**What this task involves**
Print each line of the material again, keeping everything exact.

**Supplied data**
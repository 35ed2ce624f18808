// SPDX-License-Identifier: Apache-2.0

/// Shared components for the tokenizer, parser and event reader
use core::fmt;

use crate::{JsonNumber, ParseError};

/// Location of a character in the input.
///
/// `offset` counts characters (not bytes) from the start of the input and is
/// 0-based; `line` and `column` are 1-based.
#[derive(Debug, Clone, Copy, PartialEq, Eq, PartialOrd, Ord, Hash)]
pub struct Position {
    pub offset: usize,
    pub line: usize,
    pub column: usize,
}

impl Position {
    /// Position of the first character of an input
    pub const fn start() -> Self {
        Self {
            offset: 0,
            line: 1,
            column: 1,
        }
    }

    /// Position of the character following `ch`, which sits at `self`
    pub(crate) const fn advance(self, ch: char) -> Self {
        if ch == '\n' {
            Self {
                offset: self.offset + 1,
                line: self.line + 1,
                column: 1,
            }
        } else {
            Self {
                offset: self.offset + 1,
                line: self.line,
                column: self.column + 1,
            }
        }
    }
}

impl Default for Position {
    fn default() -> Self {
        Self::start()
    }
}

impl fmt::Display for Position {
    fn fmt(&self, f: &mut fmt::Formatter<'_>) -> fmt::Result {
        write!(f, "line {}, column {}", self.line, self.column)
    }
}

/// Events produced by the JSON parsers
///
/// A well-formed document read through an [`EventReader`](crate::EventReader)
/// produces `Start`, then the pre-order structural trace of the document, then
/// `End`. A bare [`Parser`](crate::Parser) produces the same sequence without
/// the leading `Start`.
#[derive(Debug, Clone, PartialEq, Eq, Hash)]
pub enum Event {
    /// The stream has been opened. Always the first event of an `EventReader`.
    Start,
    /// The stream is closed. No further events follow.
    End,
    /// The start of an object (e.g., `{`).
    StartObject,
    /// The end of an object (e.g., `}`).
    EndObject,
    /// The start of an array (e.g., `[`).
    StartArray,
    /// The end of an array (e.g., `]`).
    EndArray,
    /// An object key (e.g., `"key":`), unescaped.
    Key(String),
    /// A string value (e.g., `"value"`), unescaped.
    String(String),
    /// A number value, kept as the exact lexeme found in the input.
    Number(JsonNumber),
    /// `null`
    Null,
    /// `true`
    True,
    /// `false`
    False,
}

impl Event {
    /// Shorthand for `Event::Key(key.into())`
    pub fn key(key: impl Into<String>) -> Self {
        Event::Key(key.into())
    }

    /// Shorthand for `Event::String(value.into())`
    pub fn string(value: impl Into<String>) -> Self {
        Event::String(value.into())
    }

    /// Shorthand for `Event::Number(JsonNumber::new(lexeme))`
    pub fn number(lexeme: impl Into<String>) -> Self {
        Event::Number(JsonNumber::new(lexeme))
    }

    /// Short name of the event kind, as used by the `Display` impl
    pub const fn name(&self) -> &'static str {
        match self {
            Event::Start => "start",
            Event::End => "end",
            Event::StartObject => "startObj",
            Event::EndObject => "endObj",
            Event::StartArray => "startArr",
            Event::EndArray => "endArr",
            Event::Key(_) => "key",
            Event::String(_) => "string",
            Event::Number(_) => "number",
            Event::Null => "null",
            Event::True => "true",
            Event::False => "false",
        }
    }

    /// True for the `StartObject` and `StartArray` events
    pub const fn is_container_start(&self) -> bool {
        matches!(self, Event::StartObject | Event::StartArray)
    }

    /// True for the `EndObject` and `EndArray` events
    pub const fn is_container_end(&self) -> bool {
        matches!(self, Event::EndObject | Event::EndArray)
    }
}

impl fmt::Display for Event {
    fn fmt(&self, f: &mut fmt::Formatter<'_>) -> fmt::Result {
        match self {
            Event::Key(text) | Event::String(text) => write!(f, "{}:{text}", self.name()),
            Event::Number(number) => write!(f, "{}:{number}", self.name()),
            _ => f.write_str(self.name()),
        }
    }
}

/// Trait for parsers that can be used in a pull-based manner.
///
/// This trait is implemented by both [`Parser`](crate::Parser) and
/// [`EventReader`](crate::EventReader).
pub trait PullParser {
    /// Returns the next JSON event or an error if parsing fails.
    ///
    /// Parsing continues until `End` is returned or an error occurs. Asking
    /// for another event after that fails with [`ParseError::Exhausted`].
    fn next_event(&mut self) -> Result<Event, ParseError>;

    /// Iterator-like method that returns None when parsing is complete.
    /// This method returns None when End is reached, Some(Ok(event)) for successful events,
    /// and Some(Err(error)) for parsing errors.
    fn next(&mut self) -> Option<Result<Event, ParseError>> {
        match self.next_event() {
            Ok(Event::End) | Err(ParseError::Exhausted) => None,
            other => Some(other),
        }
    }
}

**Result for this exercise**
repository 35ed2ce624f18808
// SPDX-License-Identifier: Apache-2.0

/// Shared components for the tokenizer, parser and event reader
use core::fmt;

use crate::{JsonNumber, ParseError};

/// Location of a character in the input.
///
/// `offset` counts characters (not bytes) from the start of the input and is
/// 0-based; `line` and `column` are 1-based.
#[derive(Debug, Clone, Copy, PartialEq, Eq, PartialOrd, Ord, Hash)]
pub struct Position {
    pub offset: usize,
    pub line: usize,
    pub column: usize,
}

impl Position {
    /// Position of the first character of an input
    pub const fn start() -> Self {
        Self {
            offset: 0,
            line: 1,
            column: 1,
        }
    }

    /// Position of the character following `ch`, which sits at `self`
    pub(crate) const fn advance(self, ch: char) -> Self {
        if ch == '\n' {
            Self {
                offset: self.offset + 1,
                line: self.line + 1,
                column: 1,
            }
        } else {
            Self {
                offset: self.offset + 1,
                line: self.line,
                column: self.column + 1,
            }
        }
    }
}

impl Default for Position {
    fn default() -> Self {
        Self::start()
    }
}

impl fmt::Display for Position {
    fn fmt(&self, f: &mut fmt::Formatter<'_>) -> fmt::Result {
        write!(f, "line {}, column {}", self.line, self.column)
    }
}

/// Events produced by the JSON parsers
///
/// A well-formed document read through an [`EventReader`](crate::EventReader)
/// produces `Start`, then the pre-order structural trace of the document, then
/// `End`. A bare [`Parser`](crate::Parser) produces the same sequence without
/// the leading `Start`.
#[derive(Debug, Clone, PartialEq, Eq, Hash)]
pub enum Event {
    /// The stream has been opened. Always the first event of an `EventReader`.
    Start,
    /// The stream is closed. No further events follow.
    End,
    /// The start of an object (e.g., `{`).
    StartObject,
    /// The end of an object (e.g., `}`).
    EndObject,
    /// The start of an array (e.g., `[`).
    StartArray,
    /// The end of an array (e.g., `]`).
    EndArray,
    /// An object key (e.g., `"key":`), unescaped.
    Key(String),
    /// A string value (e.g., `"value"`), unescaped.
    String(String),
    /// A number value, kept as the exact lexeme found in the input.
    Number(JsonNumber),
    /// `null`
    Null,
    /// `true`
    True,
    /// `false`
    False,
}

impl Event {
    /// Shorthand for `Event::Key(key.into())`
    pub fn key(key: impl Into<String>) -> Self {
        Event::Key(key.into())
    }

    /// Shorthand for `Event::String(value.into())`
    pub fn string(value: impl Into<String>) -> Self {
        Event::String(value.into())
    }

    /// Shorthand for `Event::Number(JsonNumber::new(lexeme))`
    pub fn number(lexeme: impl Into<String>) -> Self {
        Event::Number(JsonNumber::new(lexeme))
    }

    /// Short name of the event kind, as used by the `Display` impl
    pub const fn name(&self) -> &'static str {
        match self {
            Event::Start => "start",
            Event::End => "end",
            Event::StartObject => "startObj",
            Event::EndObject => "endObj",
            Event::StartArray => "startArr",
            Event::EndArray => "endArr",
            Event::Key(_) => "key",
            Event::String(_) => "string",
            Event::Number(_) => "number",
            Event::Null => "null",
            Event::True => "true",
            Event::False => "false",
        }
    }

    /// True for the `StartObject` and `StartArray` events
    pub const fn is_container_start(&self) -> bool {
        matches!(self, Event::StartObject | Event::StartArray)
    }

    /// True for the `EndObject` and `EndArray` events
    pub const fn is_container_end(&self) -> bool {
        matches!(self, Event::EndObject | Event::EndArray)
    }
}

impl fmt::Display for Event {
    fn fmt(&self, f: &mut fmt::Formatter<'_>) -> fmt::Result {
        match self {
            Event::Key(text) | Event::String(text) => write!(f, "{}:{text}", self.name()),
            Event::Number(number) => write!(f, "{}:{number}", self.name()),
            _ => f.write_str(self.name()),
        }
    }
}

/// Trait for parsers that can be used in a pull-based manner.
///
/// This trait is implemented by both [`Parser`](crate::Parser) and
/// [`EventReader`](crate::EventReader).
pub trait PullParser {
    /// Returns the next JSON event or an error if parsing fails.
    ///
    /// Parsing continues until `End` is returned or an error occurs. Asking
    /// for another event after that fails with [`ParseError::Exhausted`].
    fn next_event(&mut self) -> Result<Event, ParseError>;

    /// Iterator-like method that returns None when parsing is complete.
    /// This method returns None when End is reached, Some(Ok(event)) for successful events,
    /// and Some(Err(error)) for parsing errors.
    fn next(&mut self) -> Option<Result<Event, ParseError>> {
        match self.next_event() {
            Ok(Event::End) | Err(ParseError::Exhausted) => None,
            other => Some(other),
        }
    }
}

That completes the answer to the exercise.